Che l’embrione umano sia un essere vivente e abbia carattere personale fa parte di quelle conoscenze del senso comune che non possono mai essere messe in dubbio da nessuno, pena la contraddizione logica, come sarebbe facile dimostrare. Eppure qualcuno ama la contraddizione.
Ho appena detto a mia nonna, la quale non sa neppure scrivere, che gli studiosi nei nostri paesi pare abbiano dimostrato che l’embrione non sia un uomo. Con la sua acuta sapienza popolana, meravigliata, mi ha risposto: “E questi sarebbero scienziati!?”.
Chi conosce un pochino la storia del pensiero occidentale sa bene chi in epoca moderna abbia voluto esasperare il dubbio sulla validità delle conoscenze del senso comune: il caro Descartes, che nel XVII secolo ha dato il via a tutto uno stile di pensiero alla disperata ricerca di dimostrazioni per ogni cosa, trascurando che da un punto di vista strettamente logico le conoscenze del senso comune sono la base pre-filosofica di ogni successiva riflessione.
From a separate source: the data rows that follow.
use std::cell::RefCell;
use std::collections::HashMap;
use std::fmt;
use std::rc::Rc;

use tracing::trace;

use crate::environment::Environment;
use crate::error::{RuntimeError, RuntimeErrorKind};
use crate::expr;
use crate::treewalk_interpreter::{Interpreter, Unwind};

pub static INIT: &str = "init";
pub static THIS: &str = "this";
pub static SUPER: &str = "super";

pub trait Callable {
    fn arity(&self) -> usize;
    fn call(&self, interpreter: &mut Interpreter, args: &[Value]) -> Result<Value, RuntimeError>;
}

#[derive(Clone)]
pub struct NativeFunction {
    pub name: String,
    pub arity: usize,
    pub callable: fn(&mut Interpreter, &[Value]) -> Result<Value, String>,
}

impl fmt::Debug for NativeFunction {
    fn fmt(&self, f: &mut fmt::Formatter) -> fmt::Result {
        write!(f, "NativeFunction({})", self.name)
    }
}

impl Callable for NativeFunction {
    fn arity(&self) -> usize {
        self.arity
    }
    fn call(&self, interpreter: &mut Interpreter, args: &[Value]) -> Result<Value, RuntimeError> {
        // natives have no source location of their own; the caller
        // relocates the error onto the call site
        (self.callable)(interpreter, args)
            .map_err(|err| RuntimeError::new(RuntimeErrorKind::Native, 0, 0, err))
    }
}

/// A user-defined function together with the scope it closes over.
#[derive(Clone)]
pub struct LoxFunction {
    pub declaration: Rc<expr::FunDecl>,
    pub closure: Rc<RefCell<Environment>>,
    pub is_initializer: bool,
}

impl fmt::Debug for LoxFunction {
    fn fmt(&self, f: &mut fmt::Formatter) -> fmt::Result {
        write!(f, "LoxFunction({})", self.declaration.name.name)
    }
}

impl LoxFunction {
    pub fn name(&self) -> &str {
        &self.declaration.name.name
    }

    /// Produces a copy of this method whose closure has `this` bound to
    /// `instance`. The declaration is shared, not copied.
    pub fn bind(&self, instance: Rc<RefCell<LoxInstance>>) -> LoxFunction {
        let mut env = Environment::with_enclosing(self.closure.clone());
        env.define_builtin(THIS, Value::LoxInstance(instance));
        LoxFunction {
            declaration: self.declaration.clone(),
            closure: env.into_shared(),
            is_initializer: self.is_initializer,
        }
    }

    fn bound_this(&self) -> Result<Value, RuntimeError> {
        Environment::get_at(
            &self.closure,
            0,
            &expr::Symbol {
                name: THIS.to_string(),
                line: self.declaration.name.line,
                col: self.declaration.name.col,
            },
        )
    }
}

impl Callable for LoxFunction {
    fn arity(&self) -> usize {
        self.declaration.params.len()
    }

    fn call(&self, interpreter: &mut Interpreter, args: &[Value]) -> Result<Value, RuntimeError> {
        let mut env = Environment::with_enclosing(self.closure.clone());
        for (param, arg) in self.declaration.params.iter().zip(args.iter()) {
            env.define(param, arg.clone());
        }

        trace!(function = self.name(), args = args.len(), "call");

        let retval = match interpreter.execute_block(&self.declaration.body, env) {
            Ok(()) => Value::Nil,
            Err(Unwind::Return(val)) => val,
            Err(Unwind::Error(err)) => return Err(err),
        };

        if self.is_initializer {
            return self.bound_this();
        }

        Ok(retval)
    }
}

#[derive(Debug)]
pub struct LoxClass {
    pub name: expr::Symbol,
    pub superclass: Option<Rc<LoxClass>>,
    pub methods: HashMap<String, LoxFunction>,
}

impl LoxClass {
    pub fn init(&self) -> Option<LoxFunction> {
        self.find_method(INIT)
    }

    /// Looks in this class first, then up the superclass chain.
    pub fn find_method(&self, method_name: &str) -> Option<LoxFunction> {
        if let Some(method) = self.methods.get(method_name) {
            return Some(method.clone());
        }
        match &self.superclass {
            Some(superclass) => superclass.find_method(method_name),
            None => None,
        }
    }
}

// Implemented on the `Rc` so the new instance can hold on to its class.
impl Callable for Rc<LoxClass> {
    fn arity(&self) -> usize {
        match self.init() {
            Some(initializer) => initializer.arity(),
            None => 0,
        }
    }

    fn call(&self, interpreter: &mut Interpreter, args: &[Value]) -> Result<Value, RuntimeError> {
        let instance = Rc::new(RefCell::new(LoxInstance {
            class: self.clone(),
            fields: HashMap::new(),
        }));

        if let Some(initializer) = self.init() {
            initializer.bind(instance.clone()).call(interpreter, args)?;
        }

        Ok(Value::LoxInstance(instance))
    }
}

#[derive(Debug)]
pub struct LoxInstance {
    pub class: Rc<LoxClass>,
    pub fields: HashMap<String, Value>,
}

impl LoxInstance {
    pub fn get(instance: &Rc<RefCell<LoxInstance>>, attr: &expr::Symbol) -> Result<Value, RuntimeError> {
        if let Some(val) = instance.borrow().fields.get(&attr.name) {
            return Ok(val.clone());
        }

        let method = instance.borrow().class.find_method(&attr.name);
        match method {
            Some(method) => Ok(Value::LoxFunction(Rc::new(method.bind(instance.clone())))),
            None => Err(RuntimeError::new(
                RuntimeErrorKind::UndefinedProperty,
                attr.line,
                attr.col,
                format!("Undefined property '{}'.", attr.name),
            )),
        }
    }

    pub fn set(&mut self, attr: &expr::Symbol, val: Value) {
        self.fields.insert(attr.name.clone(), val);
    }
}

#[derive(Clone)]
pub enum Value {
    Number(f64),
    String(String),
    Bool(bool),
    Nil,
    NativeFunction(NativeFunction),
    LoxFunction(Rc<LoxFunction>),
    LoxClass(Rc<LoxClass>),
    LoxInstance(Rc<RefCell<LoxInstance>>),
}

pub fn as_callable(value: &Value) -> Option<&dyn Callable> {
    match value {
        Value::NativeFunction(f) => Some(f),
        Value::LoxFunction(f) => Some(f.as_ref()),
        Value::LoxClass(cls) => Some(cls),
        _ => None,
    }
}

/// nil and false are falsy, and so is numeric zero. Everything else,
/// including the empty string, is truthy.
pub fn is_truthy(val: &Value) -> bool {
    match val {
        Value::Nil => false,
        Value::Bool(b) => *b,
        Value::Number(n) => *n != 0.0,
        _ => true,
    }
}

/// Same-type value equality with no coercion. Functions, classes and
/// instances compare by identity.
pub fn equals(lhs: &Value, rhs: &Value) -> bool {
    match (lhs, rhs) {
        (Value::Number(n1), Value::Number(n2)) => n1 == n2,
        (Value::String(s1), Value::String(s2)) => s1 == s2,
        (Value::Bool(b1), Value::Bool(b2)) => b1 == b2,
        (Value::Nil, Value::Nil) => true,
        (Value::NativeFunction(f1), Value::NativeFunction(f2)) => f1.name == f2.name,
        (Value::LoxFunction(f1), Value::LoxFunction(f2)) => Rc::ptr_eq(f1, f2),
        (Value::LoxClass(c1), Value::LoxClass(c2)) => Rc::ptr_eq(c1, c2),
        (Value::LoxInstance(i1), Value::LoxInstance(i2)) => Rc::ptr_eq(i1, i2),
        (_, _) => false,
    }
}

impl fmt::Display for Value {
    fn fmt(&self, f: &mut fmt::Formatter) -> fmt::Result {
        match self {
            Value::Number(n) => write!(f, "{}", n),
            Value::String(s) => write!(f, "{}", s),
            Value::Bool(b) => write!(f, "{}", b),
            Value::Nil => write!(f, "nil"),
            Value::NativeFunction(func) => write!(f, "<native fn {}>", func.name),
            Value::LoxFunction(func) => write!(f, "<fn {}>", func.name()),
            Value::LoxClass(cls) => write!(f, "{}", cls.name.name),
            Value::LoxInstance(inst) => write!(f, "{} instance", inst.borrow().class.name.name),
        }
    }
}

impl fmt::Debug for Value {
    fn fmt(&self, f: &mut fmt::Formatter) -> fmt::Result {
        match self {
            Value::String(s) => write!(f, "{:?}", s),
            _ => write!(f, "{}", self),
        }
    }
}

#[cfg(test)]
mod tests {
    use super::*;
    use pretty_assertions::assert_eq;

    #[test]
    fn truthiness() {
        assert!(!is_truthy(&Value::Nil));
        assert!(!is_truthy(&Value::Bool(false)));
        assert!(!is_truthy(&Value::Number(0.0)));
        assert!(is_truthy(&Value::Number(0.5)));
        assert!(is_truthy(&Value::String(String::new())));
        assert!(is_truthy(&Value::Bool(true)));
    }

    #[test]
    fn equality_has_no_coercion() {
        assert!(equals(&Value::Nil, &Value::Nil));
        assert!(!equals(&Value::Nil, &Value::Bool(false)));
        assert!(!equals(&Value::Number(1.0), &Value::String("1".to_string())));
        assert!(equals(
            &Value::String("a".to_string()),
            &Value::String("a".to_string())
        ));
        assert!(!equals(&Value::Number(0.0), &Value::Bool(false)));
    }

    #[test]
    fn display() {
        assert_eq!(Value::Number(2.0).to_string(), "2");
        assert_eq!(Value::Number(2.5).to_string(), "2.5");
        assert_eq!(Value::Number(-3.0).to_string(), "-3");
        assert_eq!(Value::String("hi".to_string()).to_string(), "hi");
        assert_eq!(Value::Nil.to_string(), "nil");
        assert_eq!(Value::Bool(true).to_string(), "true");
    }
}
Abbandonato il realismo greco e medievale, ora i moderni danno la caccia all’embrione, dimostrando che i cattolici, seguendo la nota dottrina aristotelica dell’atto e della potenza e applicandola al caso dell’embrione per esporre in modo rigoroso le ragioni del suo essere uomo, contraddirebbero il loro stesso insegnamento mostrando tutta la loro incompetenza dottrinale: mi riferisco, in particolare, a un articolo del noto Emanuele Severino (Università di Venezia) comparso sul Corriere della Sera dell’1/12/2004 dal titolo “L’embrione e la vita, il paradosso di Aristotele”, articolo in cui Severino dimostrerebbe che in realtà l’applicazione corretta dell’insegnamento aristotelico condurrebbe ad affermare che “uomo in potenza non può voler dire essere umano in atto”.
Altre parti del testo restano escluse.